*Dataset entries*:
════
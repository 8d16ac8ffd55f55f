//! Outbound application events.
//!
//! The dispatcher and snapshot writer emit these through the
//! [`EventSink`](super::ports::EventSink) port.  Adapters on the other side
//! decide whether to log, beep or update the status line.

use crate::error::SnapshotError;

use super::ports::SettingsError;

#[derive(Debug, Clone, PartialEq)]
pub enum AppEvent {
    /// A code with no handler in this build was received.
    UnknownCommand(u16),

    /// A setter changed at least one field of its group.
    SettingsChanged { code: u16 },

    /// A configuration script announced itself (`C10`).
    ConfigScriptStarted,

    /// `config.gcode` was written and closed.
    SnapshotStored { bytes: usize },

    /// Writing `config.gcode` failed; no success signal was given.
    SnapshotFailed(SnapshotError),

    /// Settings were restored to compile-time defaults.
    SettingsReset,

    /// Settings were handed to the persistence collaborator.
    SettingsSaved,

    /// Settings were loaded from the persistence collaborator.
    SettingsLoaded,

    /// The persistence collaborator failed.
    SettingsFailed(SettingsError),
}
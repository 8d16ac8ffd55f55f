//! Command dispatcher — routes `C` codes to their handlers.
//!
//! ```text
//!  parser ──(code, args)──▶ CommandDispatcher ──▶ handler(ctx, args, echo)
//!                                  │                      │
//!                           unknown code             report line
//!                                  ▼                      ▼
//!                      "echo:Unknown command"        EchoSink
//! ```
//!
//! The route table is fixed at construction from the capability set.  A
//! code missing from the table (unknown, or belonging to a disabled
//! feature) takes the fallback path: one diagnostic line, one event, no
//! state change.

use log::{debug, warn};

use crate::capabilities::Capabilities;
use crate::error::{Error, Result};

use super::commands::CommandArgs;
use super::context::MachineContext;
use super::events::AppEvent;
use super::handlers::{Route, RouteTable, build_route_table};
use super::ports::{EchoSink, EventSink};
use super::report::report_all;

pub struct CommandDispatcher {
    routes: RouteTable,
}

impl CommandDispatcher {
    pub fn new(caps: Capabilities) -> Self {
        Self {
            routes: build_route_table(caps),
        }
    }

    /// Run the handler for `code`.
    ///
    /// Returns [`Error::UnknownCommand`] when no handler exists; the error is
    /// terminal to this command only and the context is untouched.
    pub fn dispatch(
        &self,
        code: u16,
        args: &CommandArgs,
        ctx: &mut MachineContext,
        echo: &mut dyn EchoSink,
        sink: &mut impl EventSink,
    ) -> Result<()> {
        let Some(route) = self.route(code) else {
            warn!("Unknown command C{}", code);
            echo.echo(&format!("echo:Unknown command: \"C{code}\"\n"));
            sink.emit(&AppEvent::UnknownCommand(code));
            return Err(Error::UnknownCommand(code));
        };

        debug!("C{} ({})", route.code, route.name);
        if let Some(event) = (route.handler)(ctx, args, echo) {
            sink.emit(&event);
        }
        Ok(())
    }

    /// Echo every group's report; headings only when `for_replay` is false.
    pub fn report(&self, ctx: &MachineContext, for_replay: bool, echo: &mut dyn EchoSink) {
        let text = report_all(ctx, for_replay);
        if !text.is_empty() {
            echo.echo(&text);
        }
    }

    pub fn handles(&self, code: u16) -> bool {
        self.route(code).is_some()
    }

    /// Routed codes, in table order.
    pub fn codes(&self) -> impl Iterator<Item = u16> + '_ {
        self.routes.iter().map(|r| r.code)
    }

    fn route(&self, code: u16) -> Option<&Route> {
        self.routes.iter().find(|r| r.code == code)
    }
}
//! Machine geometry configuration.
//!
//! Compile-time defaults for the axis travel limits and bed size, and the
//! runtime override record seeded from them.  The override record is what
//! the `C100`/`C101`/`C102` commands mutate and what the settings
//! collaborator persists.

use serde::{Deserialize, Serialize};

// --- Compile-time defaults (millimetres) ---
pub const DEF_X_BED_SIZE: u16 = 230;
pub const DEF_Y_BED_SIZE: u16 = 230;
pub const DEF_X_MIN_POS: i16 = 0;
pub const DEF_Y_MIN_POS: i16 = 0;
pub const DEF_X_MAX_POS: i16 = 248;
pub const DEF_Y_MAX_POS: i16 = 231;
pub const DEF_Z_MAX_POS: i16 = 250;

/// Default nozzle park point (X, Y, Z).
pub const DEF_PARK_POINT: [f32; 3] = [10.0, 10.0, 20.0];

/// Park coordinates are held on a 0.001 mm grid.
pub const PARK_STEPS_PER_MM: f32 = 1000.0;

/// Runtime-mutable copy of the machine geometry.
///
/// Field order is part of the persisted layout: bed size first, then the
/// minimum and maximum bounds.  Do not reorder.
#[derive(Debug, Clone, Copy, PartialEq, Eq, Serialize, Deserialize)]
pub struct GeometryOverrides {
    pub x_bed_size: u16,
    pub y_bed_size: u16,
    pub x_min_pos: i16,
    pub y_min_pos: i16,
    pub x_max_pos: i16,
    pub y_max_pos: i16,
    pub z_max_pos: i16,
}

impl Default for GeometryOverrides {
    fn default() -> Self {
        Self {
            x_bed_size: DEF_X_BED_SIZE,
            y_bed_size: DEF_Y_BED_SIZE,
            x_min_pos: DEF_X_MIN_POS,
            y_min_pos: DEF_Y_MIN_POS,
            x_max_pos: DEF_X_MAX_POS,
            y_max_pos: DEF_Y_MAX_POS,
            z_max_pos: DEF_Z_MAX_POS,
        }
    }
}

impl GeometryOverrides {
    /// Axes whose minimum is not strictly below their maximum.
    ///
    /// Inverted bounds are accepted by the store; this only feeds warnings.
    pub fn inverted_axes(&self) -> heapless::Vec<char, 2> {
        let mut axes = heapless::Vec::new();
        if self.x_min_pos >= self.x_max_pos {
            let _ = axes.push('X');
        }
        if self.y_min_pos >= self.y_max_pos {
            let _ = axes.push('Y');
        }
        axes
    }
}

/// Nozzle park point used by pause/park moves (millimetres).
#[derive(Debug, Clone, Copy, PartialEq, Serialize, Deserialize)]
pub struct ParkPosition {
    pub x: f32,
    pub y: f32,
    pub z: f32,
}

impl Default for ParkPosition {
    fn default() -> Self {
        let [x, y, z] = DEF_PARK_POINT;
        Self { x, y, z }
    }
}

impl ParkPosition {
    /// Snap a millimetre value onto the park grid.  Idempotent, so a value
    /// that went through a report and back lands on the same `f32`.
    pub fn snap(mm: f32) -> f32 {
        (mm * PARK_STEPS_PER_MM).round() / PARK_STEPS_PER_MM
    }
}

/// Laser/fan output configuration.
#[derive(Debug, Clone, Copy, PartialEq, Eq, Serialize, Deserialize)]
pub struct LaserSettings {
    /// `true`: G3-5 enabled and power changes sync with movement.
    /// `false`: fan mode, power changes apply immediately.
    pub laser_mode: bool,
    /// Power kept during travel moves (0 = off).
    pub off_power: u8,
    /// Target focus height.
    pub target_height: u8,
}

impl Default for LaserSettings {
    fn default() -> Self {
        Self {
            laser_mode: true,
            off_power: 0,
            target_height: 0,
        }
    }
}

/// Everything this extension hands to the bulk settings collaborator.
#[derive(Debug, Clone, Copy, PartialEq, Default, Serialize, Deserialize)]
pub struct PersistedSettings {
    pub geometry: GeometryOverrides,
    pub park: ParkPosition,
    pub laser: LaserSettings,
}
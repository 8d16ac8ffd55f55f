//! Directory-backed file store.
//!
//! Implements [`FileStore`] on the host filesystem, standing in for the
//! SD card.  Files are created (truncated) under a fixed root directory.

use std::fs::File;
use std::io::{ErrorKind, Write};
use std::path::PathBuf;

use log::{debug, warn};

use crate::app::ports::{FileError, FileStore};

pub struct DirFileStore {
    root: PathBuf,
    open: Option<File>,
}

impl DirFileStore {
    pub fn new(root: impl Into<PathBuf>) -> Self {
        Self {
            root: root.into(),
            open: None,
        }
    }
}

impl FileStore for DirFileStore {
    fn open_write(&mut self, name: &str) -> Result<(), FileError> {
        if !self.root.is_dir() {
            warn!("DirFileStore: {} is not a directory", self.root.display());
            return Err(FileError::NoMedia);
        }
        let path = self.root.join(name);
        let file = File::create(&path).map_err(|e| {
            warn!("DirFileStore: create {} failed: {}", path.display(), e);
            FileError::OpenFailed
        })?;
        debug!("DirFileStore: opened {}", path.display());
        self.open = Some(file);
        Ok(())
    }

    fn write(&mut self, data: &[u8]) -> Result<usize, FileError> {
        let file = self.open.as_mut().ok_or(FileError::NotOpen)?;
        file.write_all(data).map_err(|e| match e.kind() {
            ErrorKind::StorageFull => FileError::DeviceFull,
            _ => FileError::WriteFailed,
        })?;
        Ok(data.len())
    }

    fn close(&mut self) -> Result<(), FileError> {
        let file = self.open.take().ok_or(FileError::NotOpen)?;
        file.sync_all().map_err(|_| FileError::CloseFailed)
    }
}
════
*WHAT TO PRODUCE*: Looking at the data above, state how many of its lines contain the word "Clone", and give nothing but that number.

*OUTPUT FOR THIS TASK*: 5